# Instructions to follow
Among the entries below, take the line with "let ids: Vec<ObjectId>" and the line with "let Ok(compressed) = encoder.finish()", and output them and every line between them exactly, with nothing else.

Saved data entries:
|---|
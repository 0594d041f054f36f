// FlateDecode圧縮、重複ストリーム統合、孤立オブジェクト除去

use std::collections::{BTreeMap, HashMap};
use std::io::Write;

use flate2::Compression;
use flate2::write::ZlibEncoder;
use lopdf::{Document, Object, ObjectId};
use sha2::{Digest, Sha256};

/// ドキュメント内の未圧縮ストリームにFlateDecode圧縮を適用する。
///
/// 既にフィルターが設定されているストリームはスキップする（二重圧縮防止）。
/// 圧縮しても小さくならないストリームはそのまま残す。
pub fn compress_streams(doc: &mut Document) {
    let ids: Vec<ObjectId> = doc.objects.keys().copied().collect();

    for id in ids {
        let Some(Object::Stream(stream)) = doc.objects.get_mut(&id) else {
            continue;
        };
        if stream.dict.get(b"Filter").is_ok() || !stream.allows_compression {
            continue;
        }

        let mut encoder = ZlibEncoder::new(Vec::new(), Compression::default());
        if encoder.write_all(&stream.content).is_err() {
            continue;
        }
        let Ok(compressed) = encoder.finish() else {
            continue;
        };
        if compressed.len() >= stream.content.len() {
            continue;
        }

        stream.dict.set("Filter", "FlateDecode");
        stream.set_content(compressed);
    }
}

/// 辞書と内容が完全に一致するストリームを1つにまとめる。
///
/// 同じ元文書から複数ページを取り込むと、フォントや画像が重複して埋め込まれる。
/// 戻り値は統合されたオブジェクト数。
pub fn dedup_streams(doc: &mut Document) -> usize {
    // BTreeMapで決定的な順序を保つ（出力のバイト一致のため）
    let mut first_by_hash: BTreeMap<String, ObjectId> = BTreeMap::new();
    let mut replacements: HashMap<ObjectId, ObjectId> = HashMap::new();

    for (&id, object) in &doc.objects {
        let Object::Stream(stream) = object else {
            continue;
        };
        let mut hasher = Sha256::new();
        hasher.update(format!("{:?}", stream.dict).as_bytes());
        hasher.update((stream.content.len() as u64).to_le_bytes());
        hasher.update(&stream.content);
        let key = hex::encode(hasher.finalize());

        match first_by_hash.get(&key) {
            Some(&canonical) => {
                replacements.insert(id, canonical);
            }
            None => {
                first_by_hash.insert(key, id);
            }
        }
    }

    if replacements.is_empty() {
        return 0;
    }

    for object in doc.objects.values_mut() {
        replace_references(object, &replacements);
    }
    replace_references_in_dict(&mut doc.trailer, &replacements);
    for id in replacements.keys() {
        doc.objects.remove(id);
    }

    replacements.len()
}

fn replace_references(object: &mut Object, map: &HashMap<ObjectId, ObjectId>) {
    match object {
        Object::Reference(id) => {
            if let Some(new_id) = map.get(id) {
                *id = *new_id;
            }
        }
        Object::Array(items) => {
            for item in items {
                replace_references(item, map);
            }
        }
        Object::Dictionary(dict) => replace_references_in_dict(dict, map),
        Object::Stream(stream) => replace_references_in_dict(&mut stream.dict, map),
        _ => {}
    }
}

fn replace_references_in_dict(dict: &mut lopdf::Dictionary, map: &HashMap<ObjectId, ObjectId>) {
    for (_, value) in dict.iter_mut() {
        replace_references(value, map);
    }
}

/// 孤立オブジェクト（どこからも参照されていないオブジェクト）を除去する。
pub fn delete_unused_objects(doc: &mut Document) {
    doc.prune_objects();
}

/// PDF最適化の全パスを順序通りに実行する。
///
/// 1. 未圧縮ストリームを圧縮
/// 2. 重複ストリームを統合
/// 3. 孤立オブジェクトを除去し、オブジェクト番号を詰める
pub fn optimize(doc: &mut Document) {
    compress_streams(doc);
    dedup_streams(doc);
    delete_unused_objects(doc);
    doc.renumber_objects();
}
|---|
# Written response
    let ids: Vec<ObjectId> = doc.objects.keys().copied().collect();

    for id in ids {
        let Some(Object::Stream(stream)) = doc.objects.get_mut(&id) else {
            continue;
        };
        if stream.dict.get(b"Filter").is_ok() || !stream.allows_compression {
            continue;
        }

        let mut encoder = ZlibEncoder::new(Vec::new(), Compression::default());
        if encoder.write_all(&stream.content).is_err() {
            continue;
        }
        let Ok(compressed) = encoder.finish() else {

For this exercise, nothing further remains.